Latest revision as of 19:56, 29 November 2013

Welsh Mountain Industrial Mission (Mennonite Church), near New Holland, Pennsylvania, grew out of an effort to help the African Americans who had settled on the Welsh Mountain. Due to the effects of poverty and the racial discrimination experienced by the residents, there was a real need in the area. The Lancaster County Sunday School Mission held at Kinzers in 1898 appointed twelve directors to establish an industrial mission. Samuel H. Musselman was the first chairman and Noah H. Mack secretary. Mack also served as superintendent until 1910. People were given an opportunity to work and were paid in provisions. The scope of activities included a store, school, truck and general farming, a shirt factory, broom making, carpet weaving, and, above all, preaching the Gospel. On 24 January 1924, Arthur T. Moyer, who had served as superintendent from 1 April 1913, was fatally shot by a resident of the community who was caught stealing corn. The mission has been sponsored by the Eastern Mennonite Board of Missions and Charities since 1917.

The industrial phase was gradually discontinued and was closed ca. 1924 and the property was converted into the Welsh Mountain Samaritan Home. The spiritual ministry was continued by the home staff until 1938, when the Welsh Mountain Mission was organized. A stone building 24 x 40 feet, originally built as a shirt factory, was used for meetings.

The program continued on an interracial basis. This was probably the first organized effort in the Mennonite church on behalf of the African Americans.
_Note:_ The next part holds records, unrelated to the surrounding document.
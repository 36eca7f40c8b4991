//! This module handles everything related to descriptor tables.
//! Similarly to a pipeline cache, this module exposes a [`DescriptorTableCache`] struct.
//! This struct owns the descriptor pools, hands out slot ranges from them and remembers which content
//! was realized where, so equal content is only ever written once.
//!
//! Descriptor pools automatically grow as more tables are allocated, removing the need to declare their size upfront.
//! A pool that grows is replaced by a new generation, and every table it held is re-issued into the new
//! generation at the same offset.
//!
//! To allocate descriptor tables, use the provided [`DescriptorTableBuilder`] structure to specify their content.
//!
//! # Example
//!
//! ```
//! use deimos::prelude::*;
//!
//! let mut cache = DescriptorTableCache::new(HostDevice::new());
//! let mut builder = DescriptorTableBuilder::new();
//! // In HLSL this would be a table with
//! // Texture2D albedo : register(t0); Texture2D normal : register(t1);
//! builder.set_descriptors(0, &[Descriptor::from_raw(0x1000), Descriptor::from_raw(0x2000)], 0)?;
//! let table = builder.get_resource_table(&mut cache, None)?;
//! assert_eq!(table.len(), 2);
//! # Ok::<(), anyhow::Error>(())
//! ```
//!
//! # Pool growth
//!
//! Physical addresses of tables change when their pool grows. Do not keep [`DescriptorTable`] values across calls
//! that may allocate. Fetch them again by content, or check them with [`DescriptorTableCache::validate_table`].

pub mod builder;
pub mod cache;
pub mod descriptor_pool;
pub mod descriptor_table;
pub mod settings;

pub use builder::DescriptorTableBuilder;
pub use cache::DescriptorTableCache;
pub use descriptor_pool::{DescriptorPool, DescriptorPoolType};
pub use descriptor_table::{Descriptor, DescriptorTable, Framebuffer};
pub use settings::CacheSettings;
The total membership in 1957, including some workers, was 38, with Ira J. Buckwalter as superintendent and pastor.

[edit] Bibliography

Dietzel, Angela. Welsh Mountain Home. Accessed 4 October 2007 http://www.mcusa-archives.org/jhorsch/jhorsch2004/dietzel_essay.htm (accessed 4 October 2007; broken link 29 November 2013).
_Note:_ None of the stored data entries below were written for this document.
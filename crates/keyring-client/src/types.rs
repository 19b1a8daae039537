//! Request and response types of the Keyring backend.
//!
//! Response types are lenient: optional fields default, unknown fields are
//! ignored, so schema additions upstream do not break decoding.

use serde::{Deserialize, Serialize};
use serde_json::{Map, Value};

/// A page of results.
///
/// The backend uses two layouts: `{count, next, previous, results}` on the
/// public API and `{results, total, page, page_size}` on the L1 API. Both
/// decode into this type.
#[derive(Debug, Clone, PartialEq, Serialize, Deserialize)]
pub struct PaginatedResponse<T> {
    /// Items on this page.
    #[serde(default = "Vec::new")]
    pub results: Vec<T>,
    /// Total number of items, from `total` or `count`.
    #[serde(default, alias = "count", skip_serializing_if = "Option::is_none")]
    pub total: Option<u64>,
    /// One-based page number.
    #[serde(default, skip_serializing_if = "Option::is_none")]
    pub page: Option<u32>,
    /// Page size.
    #[serde(default, skip_serializing_if = "Option::is_none")]
    pub page_size: Option<u32>,
    /// URL of the next page.
    #[serde(default, skip_serializing_if = "Option::is_none")]
    pub next: Option<String>,
    /// URL of the previous page.
    #[serde(default, skip_serializing_if = "Option::is_none")]
    pub previous: Option<String>,
}

impl<T> PaginatedResponse<T> {
    /// Total item count, falling back to the page length.
    pub fn total(&self) -> u64 {
        self.total.unwrap_or(self.results.len() as u64)
    }
}

/// A user registered by the integrating application.
#[derive(Debug, Clone, PartialEq, Eq, Serialize, Deserialize)]
pub struct User {
    /// Backend identifier.
    pub id: String,
    /// Email address.
    #[serde(default)]
    pub email: String,
    /// Given name.
    #[serde(default)]
    pub first_name: String,
    /// Family name.
    #[serde(default)]
    pub last_name: String,
}

/// Request to create a user.
#[derive(Debug, Clone, PartialEq, Eq, Serialize, Deserialize)]
pub struct CreateUserRequest {
    /// Email address.
    pub email: String,
    /// Given name.
    pub first_name: String,
    /// Family name.
    pub last_name: String,
}

/// Attestation status of a user for one policy.
///
/// Only `status` is interpreted; everything else is kept verbatim.
#[derive(Debug, Clone, PartialEq, Serialize, Deserialize)]
pub struct UserStatus {
    /// Status label.
    #[serde(default)]
    pub status: Option<String>,
    /// Remaining fields.
    #[serde(flatten)]
    pub extra: Map<String, Value>,
}

/// Result of validating onboarding data.
#[derive(Debug, Clone, PartialEq, Eq, Serialize, Deserialize)]
pub struct ValidateDataResponse {
    /// Validation outcome.
    pub status: String,
}

/// Proof submitted in exchange for a blinded signature.
#[derive(Debug, Clone, PartialEq, Serialize, Deserialize)]
pub struct BlindedSignatureRequest {
    /// Groth16 proof object.
    pub proof: Value,
    /// Public signals, decimal strings.
    pub public_signals: Vec<String>,
}

/// The issuer's signature over the blinded message.
#[derive(Debug, Clone, PartialEq, Eq, Serialize, Deserialize)]
pub struct BlindedSignatureResponse {
    /// Decimal blinded signature.
    pub blinded_signature: String,
}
Author(s) Ira J Buckwalter
Date Published 1959


[edit] Cite This Article

MLA style

Buckwalter, Ira J. "Welsh Mountain Industrial Mission (New Holland, Pennsylvania, USA)." Global Anabaptist Mennonite Encyclopedia Online. 1959. Web. 13 Jul 2014. http://gameo.org/index.php?title=Welsh_Mountain_Industrial_Mission_(New_Holland,_Pennsylvania,_USA)&oldid=104441.

APA style

Buckwalter, Ira J. (1959). Welsh Mountain Industrial Mission (New Holland, Pennsylvania, USA). Global Anabaptist Mennonite Encyclopedia Online. Retrieved 13 July 2014, from http://gameo.org/index.php?title=Welsh_Mountain_Industrial_Mission_(New_Holland,_Pennsylvania,_USA)&oldid=104441.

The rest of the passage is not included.